___ RECORDS TO PROCESS

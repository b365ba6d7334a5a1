// Copyright 2023-Present Datadog, Inc. https://www.datadoghq.com/
// SPDX-License-Identifier: Apache-2.0

#![cfg_attr(not(test), deny(clippy::panic))]
#![cfg_attr(not(test), deny(clippy::unwrap_used))]
#![cfg_attr(not(test), deny(clippy::expect_used))]
#![cfg_attr(not(test), deny(clippy::todo))]
#![cfg_attr(not(test), deny(clippy::unimplemented))]

use std::sync::Arc;
use std::time::Duration;

use tokio_util::sync::CancellationToken;
use tracing::{debug, error, info, warn};

use watchlog_agent::config::{self, Config, ConfigError};
use watchlog_agent::custom_metrics::{run_flush_loop, AggregatorService, MAX_METRICS};
use watchlog_agent::event::EventSink;
use watchlog_agent::gitlab::api::{GitlabClient, RetryPolicy};
use watchlog_agent::gitlab::{GitlabConfig, GitlabMonitor};
use watchlog_agent::http::{self, AppState};
use watchlog_agent::logger;
use watchlog_agent::logs::iis::{IisConfig, IisMonitor, PowerShellSites};
use watchlog_agent::logs::nginx::NginxMonitor;
use watchlog_agent::logs::watchlist::{Watchlist, WatchlistMonitor};
use watchlog_agent::supervisor::Supervisor;
use watchlog_agent::system_metrics;
use watchlog_transport::identity::resolve_machine_uuid;
use watchlog_transport::{
    ConnectionConfig, ConnectionManager, DeferredEmitter, HostIdentity, SystemHostProbe,
    WebSocketConnector,
};

const AGENT_VERSION: &str = env!("CARGO_PKG_VERSION");
const SHUTDOWN_GRACE: Duration = Duration::from_secs(10);

#[tokio::main]
pub async fn main() {
    let env_loaded = config::load_env_file(&config::env_file_path());

    #[allow(clippy::expect_used)]
    logger::init(&config::log_level()).expect("could not parse log level in configuration");

    match env_loaded {
        Ok(0) => {}
        Ok(applied) => debug!("Loaded {applied} variable(s) from env file"),
        Err(e) => warn!("{e}"),
    }

    let config = match Config::new() {
        Ok(config) => config,
        Err(e) => {
            error!("Error creating config on watchlog agent startup: {e}");
            return;
        }
    };
    info!("Starting watchlog agent {AGENT_VERSION}");

    let cancel = CancellationToken::new();
    let mut supervisor = Supervisor::new();

    let emitter = start_connection(&config, &mut supervisor, &cancel);
    let sink: Arc<dyn EventSink> = Arc::new(emitter);

    let (aggregator, aggregator_handle) = AggregatorService::new(MAX_METRICS);
    supervisor.spawn("custom-metrics", aggregator.run());
    supervisor.spawn(
        "custom-metrics-flush",
        run_flush_loop(
            aggregator_handle.clone(),
            Arc::clone(&sink),
            config.custom_metrics_flush_interval,
            cancel.clone(),
        ),
    );

    let state = AppState {
        aggregator: aggregator_handle,
        sink: Arc::clone(&sink),
    };
    let port = config.http_port;
    let http_cancel = cancel.clone();
    supervisor.spawn("http", async move {
        if let Err(e) = http::serve(port, state, http_cancel).await {
            error!("HTTP | Server stopped: {e}");
        }
    });

    if config.monitor_system {
        supervisor.spawn(
            "system-metrics",
            system_metrics::run(
                config.system_metrics_interval,
                Arc::clone(&sink),
                cancel.clone(),
            ),
        );
    }

    if config.nginx.enabled {
        match NginxMonitor::new(config.nginx.clone(), Arc::clone(&sink)) {
            Ok(monitor) => supervisor.spawn("nginx", monitor.run(cancel.clone())),
            Err(e) => error!("NGINX | Disabled: {e}"),
        }
    }

    start_integrations(&config, &sink, &mut supervisor, &cancel).await;
    start_watchlist(&config, &sink, &mut supervisor, &cancel).await;

    if let Err(e) = tokio::signal::ctrl_c().await {
        error!("Unable to listen for shutdown signal: {e}");
    }
    info!("Shutting down");
    cancel.cancel();
    supervisor.shutdown(SHUTDOWN_GRACE).await;
}

/// Without a server and an API key the agent still runs, but every event is discarded.
fn start_connection(
    config: &Config,
    supervisor: &mut Supervisor,
    cancel: &CancellationToken,
) -> DeferredEmitter {
    let (Some(server), Some(api_key)) = (&config.server, &config.api_key) else {
        warn!("WATCHLOG_SERVER or WATCHLOG_APIKEY not set, events will not be forwarded");
        return DeferredEmitter::disabled();
    };

    let uuid = resolve_machine_uuid(config.uuid.as_deref(), &SystemHostProbe, &config.env_file);
    let identity = HostIdentity::new(
        api_key.clone(),
        uuid,
        AGENT_VERSION.to_string(),
        Box::new(SystemHostProbe),
    );
    let (manager, emitter) = ConnectionManager::new(
        ConnectionConfig::new(server.clone()),
        Arc::new(identity),
        Arc::new(WebSocketConnector),
        cancel.clone(),
    );
    supervisor.spawn("connection", manager.run());
    emitter
}

async fn start_integrations(
    config: &Config,
    sink: &Arc<dyn EventSink>,
    supervisor: &mut Supervisor,
    cancel: &CancellationToken,
) {
    let integrations = match config::load_integrations(&config.integrations_path) {
        Ok(integrations) => integrations,
        Err(ConfigError::Read { path, source }) if source.kind() == std::io::ErrorKind::NotFound => {
            debug!("No integrations file at {}", path.display());
            return;
        }
        Err(e) => {
            warn!("Integrations disabled: {e}");
            return;
        }
    };

    if let Some(descriptor) = config::find_monitored(&integrations, "gitlab") {
        match GitlabConfig::from_descriptor(descriptor) {
            Ok(gitlab) => {
                match GitlabClient::new(&gitlab.base_url, &gitlab.token, RetryPolicy::default()) {
                    Ok(client) => {
                        let monitor = GitlabMonitor::new(
                            gitlab,
                            Arc::new(client),
                            Arc::clone(sink),
                            config.gitlab_state_path.clone(),
                        )
                        .await;
                        supervisor.spawn("gitlab", monitor.run(cancel.clone()));
                    }
                    Err(e) => error!("GITLAB | Disabled: {e}"),
                }
            }
            Err(e) => error!("GITLAB | Disabled: {e}"),
        }
    }

    if let Some(descriptor) = config::find_monitored(&integrations, "iis") {
        let monitor = IisConfig::from_descriptor(descriptor)
            .map_err(|e| e.to_string())
            .and_then(|iis| {
                IisMonitor::new(iis, Arc::new(PowerShellSites), Arc::clone(sink))
                    .map_err(|e| e.to_string())
            });
        match monitor {
            Ok(monitor) => supervisor.spawn("iis", monitor.run(cancel.clone())),
            Err(e) => error!("IIS | Disabled: {e}"),
        }
    }
}

async fn start_watchlist(
    config: &Config,
    sink: &Arc<dyn EventSink>,
    supervisor: &mut Supervisor,
    cancel: &CancellationToken,
) {
    let watchlist = match Watchlist::load(&config.watchlist_path).await {
        Ok(Some(watchlist)) => watchlist,
        Ok(None) => {
            debug!(
                "WATCHLIST | No watchlist at {}",
                config.watchlist_path.display()
            );
            return;
        }
        Err(e) => {
            error!("WATCHLIST | Disabled: {e}");
            return;
        }
    };
    match WatchlistMonitor::open(watchlist, Arc::clone(sink)).await {
        Ok(monitor) => supervisor.spawn("watchlist", monitor.run(cancel.clone())),
        Err(e) => error!("WATCHLIST | Disabled: {e}"),
    }
}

______

TASK REQUIREMENTS:
Pull every line containing "GitlabMonitor" out of the records.

FINISHED TASK:
use watchlog_agent::gitlab::{GitlabConfig, GitlabMonitor};
                        let monitor = GitlabMonitor::new(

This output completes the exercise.